This is what we want to see on Saturday: guys in red jerseys celebrating in the end zone. - Scott Cunningham
Fresh from winning their second straight SEC East title, the Georgia Bulldogs turn their attention to the Georgia Southern Eagles, the first of two straight in-state rivals to visit Sanford Stadium. How does the Peach State's best Division I-A program stack up against the state's best Division I-AA team?
Tomorrow, the 2012 SEC East champion Georgia Bulldogs welcome the Georgia Southern Eagles to Sanford Stadium, where the Red and Black look to complete successfully the opening leg of a two-game journey from a division crown to a state championship before heading to Atlanta to compete for the conference title. However, we at Dawg Sports are not looking past GSU, which is why, this week, as with all others, we bring you not a dash of data, nor an increment of insight, but, rather, Too Much Information:
As MaconDawg noted on this week’s podcast, if it’s a presidential election year, Georgia is hosting Georgia Southern between the hedges. The Eagles made their first trip to the Classic City in 1992, and, after skipping the return journey in 1996, they have come back every four years since, visiting Athens in 2000, 2004, and 2008. The Bulldogs are 4-0 against their in-state rivals from Statesboro, winning by margins of 27, 22, 20, and 24 points, respectively.
Southern Conference co-champion Georgia Southern leads Division I-AA with more than 400 rushing yards per game, and the Eagles have amassed at least 350 yards of total offense in nine of ten games this autumn. On GSU’s last two trips to Sanford Stadium, the visitors managed 24.5 points per game.

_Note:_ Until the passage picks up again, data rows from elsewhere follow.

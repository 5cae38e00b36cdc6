//! Error types for the protocol layer.

use gamelink_transport::TransportError;

/// Errors that can occur while decoding protocol messages.
#[derive(Debug, thiserror::Error)]
pub enum ProtocolError {
    /// The bytes could not be read as a transport buffer.
    #[error("malformed payload: {0}")]
    Malformed(#[from] TransportError),

    /// The leading protocol-name field did not match ours.
    #[error("unexpected protocol {found:?}, expected {expected:?}")]
    ProtocolMismatch {
        /// The protocol name we speak.
        expected: String,
        /// The protocol name the peer sent.
        found: String,
    },

    /// The message-kind field is not one we know.
    #[error("unknown handshake kind {0:?}")]
    UnknownKind(String),
}
//! Player identity for the connection handshake.
//!
//! Gamelink doesn't authenticate players itself. The handshake carries
//! whatever identity the configured platform supplies:
//!
//! - [`Platform::Steam`]: a networked identity service, reached through
//!   the [`IdentityProvider`] trait. If the service can't be initialized
//!   the connect fails closed with `IdentityUnavailable`.
//! - [`Platform::Gog`]: a local anonymous identity ([`LocalIdentity`])
//!   derived from the machine name. Stable across runs on one machine,
//!   not globally unique.

use std::fmt;
use std::str::FromStr;
use std::sync::Arc;

use crate::SessionError;

// ---------------------------------------------------------------------------
// Platform
// ---------------------------------------------------------------------------

/// The identity platform a client connects as.
#[derive(Debug, Clone, Copy, PartialEq, Eq, Hash)]
pub enum Platform {
    /// Networked identity service.
    Steam,
    /// Local anonymous identity.
    Gog,
}

impl Platform {
    /// The platform tag sent in the handshake.
    pub fn tag(self) -> &'static str {
        match self {
            Self::Steam => "Steam",
            Self::Gog => "GOG",
        }
    }
}

impl FromStr for Platform {
    type Err = SessionError;

    /// Parses a platform tag, ignoring ASCII case.
    fn from_str(s: &str) -> Result<Self, Self::Err> {
        if s.eq_ignore_ascii_case("steam") {
            Ok(Self::Steam)
        } else if s.eq_ignore_ascii_case("gog") {
            Ok(Self::Gog)
        } else {
            Err(SessionError::UnsupportedPlatform(s.to_string()))
        }
    }
}

impl fmt::Display for Platform {
    fn fmt(&self, f: &mut fmt::Formatter<'_>) -> fmt::Result {
        f.write_str(self.tag())
    }
}

// ---------------------------------------------------------------------------
// IdentityProvider
// ---------------------------------------------------------------------------

/// A source of display name and platform id.
///
/// Calls are synchronous and cheap once the provider is ready.
/// `initialize` is only called when `is_ready` reports `false`.
pub trait IdentityProvider: Send + Sync + 'static {
    /// Returns `true` once the provider can answer identity queries.
    fn is_ready(&self) -> bool;

    /// Brings the provider up. Returns `false` on failure.
    fn initialize(&self) -> bool;

    /// The player's display name.
    fn display_name(&self) -> String;

    /// The player's platform-scoped identifier.
    fn platform_id(&self) -> String;
}

/// A resolved identity, ready to go into a handshake.
#[derive(Debug, Clone, PartialEq, Eq)]
pub struct Identity {
    pub platform: Platform,
    pub username: String,
    pub platform_id: String,
}

// ---------------------------------------------------------------------------
// LocalIdentity
// ---------------------------------------------------------------------------

/// An anonymous identity derived from the machine name.
///
/// The name is hashed with 32-bit FNV-1a and reduced to a five-digit
/// tag `n`; the username is `Player_{n:05}` and the platform id is
/// `GOG_{n:08X}`.
#[derive(Debug, Clone, PartialEq, Eq)]
pub struct LocalIdentity {
    machine_name: String,
}

impl LocalIdentity {
    pub fn new(machine_name: impl Into<String>) -> Self {
        Self {
            machine_name: machine_name.into(),
        }
    }

    /// Uses this machine's name.
    pub fn from_environment() -> Self {
        Self::new(machine_name())
    }

    pub fn machine_name(&self) -> &str {
        &self.machine_name
    }

    /// The five-digit tag both identity strings are built from.
    pub fn tag(&self) -> u32 {
        fnv1a(self.machine_name.as_bytes()) % 100_000
    }
}

impl IdentityProvider for LocalIdentity {
    fn is_ready(&self) -> bool {
        true
    }

    fn initialize(&self) -> bool {
        true
    }

    fn display_name(&self) -> String {
        format!("Player_{:05}", self.tag())
    }

    fn platform_id(&self) -> String {
        format!("GOG_{:08X}", self.tag())
    }
}

fn fnv1a(bytes: &[u8]) -> u32 {
    const OFFSET_BASIS: u32 = 0x811c_9dc5;
    const PRIME: u32 = 0x0100_0193;
    bytes.iter().fold(OFFSET_BASIS, |hash, &b| {
        (hash ^ u32::from(b)).wrapping_mul(PRIME)
    })
}

/// Best-effort machine name: environment first, then `/etc/hostname`.
fn machine_name() -> String {
    ["COMPUTERNAME", "HOSTNAME"]
        .iter()
        .find_map(|var| std::env::var(var).ok())
        .or_else(|| std::fs::read_to_string("/etc/hostname").ok())
        .map(|name| name.trim().to_string())
        .filter(|name| !name.is_empty())
        .unwrap_or_else(|| "localhost".to_string())
}

// ---------------------------------------------------------------------------
// IdentitySource: picks a provider by platform
// ---------------------------------------------------------------------------

/// The providers a session manager can draw identities from.
pub(crate) struct IdentitySource {
    pub(crate) service: Option<Arc<dyn IdentityProvider>>,
    pub(crate) local: LocalIdentity,
}

impl IdentitySource {
    pub(crate) fn new() -> Self {
        Self {
            service: None,
            local: LocalIdentity::from_environment(),
        }
    }

    /// Resolves the identity to connect as on `platform`.
    pub(crate) fn resolve(
        &self,
        platform: Platform,
    ) -> Result<Identity, SessionError> {
        let provider: &dyn IdentityProvider = match platform {
            Platform::Steam => {
                let service = self.service.as_deref().ok_or_else(|| {
                    SessionError::IdentityUnavailable(
                        "no identity service configured".into(),
                    )
                })?;
                if !service.is_ready() && !service.initialize() {
                    return Err(SessionError::IdentityUnavailable(
                        "identity service failed to initialize".into(),
                    ));
                }
                service
            }
            Platform::Gog => &self.local,
        };

        Ok(Identity {
            platform,
            username: provider.display_name(),
            platform_id: provider.platform_id(),
        })
    }
}
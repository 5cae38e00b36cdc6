//! Known-server registry for Gamelink.
//!
//! The registry keeps one [`ServerRecord`] per `(address, port)`, seeded
//! from bootstrap entries and an optional `server.json`, and reports every
//! change as a [`RegistryEvent`].
//!
//! # Key types
//!
//! - [`ServerRegistry`]: add, remove, update, and republish servers
//! - [`ServerRecord`]: one server's identity and liveness
//! - [`RegistryConfig`]: bootstrap entries and config file location
//! - [`ServerConfig`]: the on-disk server config file

mod config;
mod error;
mod record;
mod registry;

pub use config::{BootstrapEntry, DEFAULT_MAX_PLAYERS, DISCOVERY_PORT, RegistryConfig, ServerConfig};
pub use error::RegistryError;
pub use record::{LATENCY_UNKNOWN, STATUS_ONLINE, STATUS_UNKNOWN, ServerKey, ServerRecord};
pub use registry::{RegistryEvent, RegistryEvents, ServerRegistry};
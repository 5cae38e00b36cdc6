/// Errors that can occur in the transport layer.
#[derive(Debug, thiserror::Error)]
pub enum TransportError {
    /// An operation was attempted before [`Transport::start`](crate::Transport::start).
    #[error("transport not started")]
    NotStarted,

    /// The transport was shut down.
    #[error("transport shut down")]
    Shutdown,

    /// There is no remote connection to send on.
    #[error("not connected to a remote peer")]
    NotConnected,

    /// Opening the connection failed.
    #[error("connect failed: {0}")]
    ConnectFailed(String),

    /// Sending data failed.
    #[error("send failed: {0}")]
    SendFailed(String),

    /// A read ran past the end of the message.
    #[error("message truncated: needed {needed} bytes, {remaining} remaining")]
    Truncated {
        /// Bytes the read required.
        needed: usize,
        /// Bytes left in the buffer.
        remaining: usize,
    },

    /// The message bytes do not follow the buffer format.
    #[error("malformed message: {0}")]
    Malformed(String),

    /// A status-changed item carried a status byte we don't know.
    #[error("unknown connection status byte {0}")]
    UnknownStatus(u8),
}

2012 will enter the Red and Black record book as just the fourth season in Georgia football history in which the Bulldogs beat the Auburn Tigers, the Florida Gators, and the Tennessee Volunteers in the same autumn. In the previous three such seasons (1980, 1981, and 2011), the Classic City Canines were a combined 12-2 in regular-season non-conference games, including a 10-0 mark in Athens.
It’s no secret who Georgia Southern is or what Georgia Southern does. The Eagles run, run, and run some more . . . but they also have trouble hanging onto the ball. This is good news for the Bulldogs, who are tied for eighth in the league with nine interceptions, but who stand alone in second place in the SEC with 14 forced fumbles and a dozen fumble recoveries.
The Georgia D has forced opposing offenses to go three-and-out 55 times in the Bulldogs’ first ten games. That average of 5.5 three-down-and-punt drives forced per game is the fourth-best in the nation, trailing only the per-game averages of the Florida St. Seminoles (6.8), the TCU Horned Frogs (6.0), and the Wisconsin Badgers (5.6).
The Eagles have not previously faced a Division I-A opponent in 2012. However, GSU took on Alabama last season, rushing for 302 yards and scoring 21 points against the Tide. Both totals were season-highs against ‘Bama in 2011.
Georgia Southern has never beaten a Division I-A opponent in 19 all-time tries.
Again as MaconDawg noted on this week’s exceptionally thorough and entertaining podcast, the Eagles are going to get their yards. (By the way, why is it that, of the five teams we typically associate with the ground-based triple-option in the present day, three of them---the Air Force Falcons, the Georgia Southern Eagles, and the Georgia Tech Yellow Jackets---have airborne mascots, and a fourth---the Navy Midshipmen---is made up of seafarers? Only the Army Black Knights have a ground-based mascot to match their ground-based offense. I’m just saying; having a run-first offense and an avian mascot makes about as little sense as having a feline mascot and an avian war cry.)
The option is an unconventional offense that works in the modern era primarily due to its comparative rarity; teams have difficulty completely reorienting their defensive schemes to halt an attack they see so infrequently. That said, Paul Johnson’s Engineers rolled up 409 rushing yards on 56 attempts and scored 45 points on Georgia in Athens in 2008, before the Golden Tornado amassed only 243 rushing yards on 53 attempts for 17 points in Atlanta last year, so the offense isn’t unstoppable.
As usual, Georgia Southern will move the ball much more than we would like, and the Eagles will score more points than we would prefer (any number greater than zero being more points than we would prefer after Georgia just notched a shutout for the fourth straight season), but the Bulldogs will win by a margin of twentysomething points, in keeping with the familiar pattern when these two in-state rivals meet.
My Prediction: Georgia Bulldogs 44, Georgia Southern Eagles 20.